Find the line with "Raw strict-parser failures." in the records below. Copy it and every line after it, up to and including the line with "#[must_use]".

Materials provided START

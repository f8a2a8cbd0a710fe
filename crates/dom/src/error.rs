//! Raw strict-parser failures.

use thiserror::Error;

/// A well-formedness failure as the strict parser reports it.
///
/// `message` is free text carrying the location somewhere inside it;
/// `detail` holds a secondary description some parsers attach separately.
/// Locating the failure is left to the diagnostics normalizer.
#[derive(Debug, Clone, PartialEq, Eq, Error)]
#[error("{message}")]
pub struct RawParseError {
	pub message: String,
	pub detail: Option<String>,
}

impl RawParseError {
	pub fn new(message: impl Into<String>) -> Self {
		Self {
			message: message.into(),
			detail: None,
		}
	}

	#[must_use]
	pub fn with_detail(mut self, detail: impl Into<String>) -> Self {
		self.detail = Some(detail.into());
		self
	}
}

Materials provided END
Materials provided START

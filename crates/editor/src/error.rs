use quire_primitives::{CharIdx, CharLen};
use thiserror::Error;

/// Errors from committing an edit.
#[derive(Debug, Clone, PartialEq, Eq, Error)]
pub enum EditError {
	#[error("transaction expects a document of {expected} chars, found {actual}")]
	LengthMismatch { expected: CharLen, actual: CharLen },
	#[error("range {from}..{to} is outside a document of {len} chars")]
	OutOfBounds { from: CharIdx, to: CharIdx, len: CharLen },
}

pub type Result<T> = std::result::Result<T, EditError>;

Materials provided END
Materials provided START

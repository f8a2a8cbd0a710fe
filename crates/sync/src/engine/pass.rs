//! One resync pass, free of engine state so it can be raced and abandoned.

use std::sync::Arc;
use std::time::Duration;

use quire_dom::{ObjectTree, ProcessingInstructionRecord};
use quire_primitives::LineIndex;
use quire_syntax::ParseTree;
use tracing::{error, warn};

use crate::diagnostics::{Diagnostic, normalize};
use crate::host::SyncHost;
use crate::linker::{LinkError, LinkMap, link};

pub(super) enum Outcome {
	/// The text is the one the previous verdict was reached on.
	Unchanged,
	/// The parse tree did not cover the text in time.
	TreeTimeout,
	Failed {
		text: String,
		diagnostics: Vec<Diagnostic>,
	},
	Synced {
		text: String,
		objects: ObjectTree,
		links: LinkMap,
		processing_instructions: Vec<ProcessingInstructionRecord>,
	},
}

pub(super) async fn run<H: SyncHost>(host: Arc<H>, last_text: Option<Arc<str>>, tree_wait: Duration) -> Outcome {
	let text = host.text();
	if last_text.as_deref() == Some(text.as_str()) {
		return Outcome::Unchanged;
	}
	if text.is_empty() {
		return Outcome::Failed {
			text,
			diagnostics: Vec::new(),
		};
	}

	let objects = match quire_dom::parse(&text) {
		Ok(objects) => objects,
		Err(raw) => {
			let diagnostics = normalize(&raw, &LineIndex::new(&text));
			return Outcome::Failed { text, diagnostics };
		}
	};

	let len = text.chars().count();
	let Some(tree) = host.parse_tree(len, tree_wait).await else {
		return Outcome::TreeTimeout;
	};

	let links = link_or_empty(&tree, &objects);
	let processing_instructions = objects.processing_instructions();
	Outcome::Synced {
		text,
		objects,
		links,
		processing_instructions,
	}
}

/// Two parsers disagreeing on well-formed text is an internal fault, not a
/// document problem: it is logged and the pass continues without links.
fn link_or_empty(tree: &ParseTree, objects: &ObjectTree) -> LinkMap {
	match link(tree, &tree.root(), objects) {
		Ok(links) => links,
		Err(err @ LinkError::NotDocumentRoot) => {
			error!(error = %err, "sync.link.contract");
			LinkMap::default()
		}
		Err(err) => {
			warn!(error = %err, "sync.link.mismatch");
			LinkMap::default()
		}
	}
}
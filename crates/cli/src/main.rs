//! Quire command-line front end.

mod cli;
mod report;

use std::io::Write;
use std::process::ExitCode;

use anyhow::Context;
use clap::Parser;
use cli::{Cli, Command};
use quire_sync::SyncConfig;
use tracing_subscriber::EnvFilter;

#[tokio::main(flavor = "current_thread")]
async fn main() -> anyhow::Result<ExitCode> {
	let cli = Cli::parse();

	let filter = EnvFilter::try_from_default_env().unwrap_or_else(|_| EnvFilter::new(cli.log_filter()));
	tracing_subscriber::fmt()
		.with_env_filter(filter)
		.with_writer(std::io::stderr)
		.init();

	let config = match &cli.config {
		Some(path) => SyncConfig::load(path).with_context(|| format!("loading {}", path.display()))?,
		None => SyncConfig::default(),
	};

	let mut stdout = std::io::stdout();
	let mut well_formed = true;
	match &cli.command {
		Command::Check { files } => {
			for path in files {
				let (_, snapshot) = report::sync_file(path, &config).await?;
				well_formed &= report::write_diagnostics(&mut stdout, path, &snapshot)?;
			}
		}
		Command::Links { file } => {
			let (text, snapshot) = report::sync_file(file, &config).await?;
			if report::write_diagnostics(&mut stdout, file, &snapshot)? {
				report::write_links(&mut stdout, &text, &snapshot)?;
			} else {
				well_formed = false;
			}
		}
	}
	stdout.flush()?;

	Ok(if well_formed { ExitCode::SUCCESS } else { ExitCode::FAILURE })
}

Materials provided END

Response box:
//! Raw strict-parser failures.

use thiserror::Error;

/// A well-formedness failure as the strict parser reports it.
///
/// `message` is free text carrying the location somewhere inside it;
/// `detail` holds a secondary description some parsers attach separately.
/// Locating the failure is left to the diagnostics normalizer.
#[derive(Debug, Clone, PartialEq, Eq, Error)]
#[error("{message}")]
pub struct RawParseError {
	pub message: String,
	pub detail: Option<String>,
}

impl RawParseError {
	pub fn new(message: impl Into<String>) -> Self {
		Self {
			message: message.into(),
			detail: None,
		}
	}

	#[must_use]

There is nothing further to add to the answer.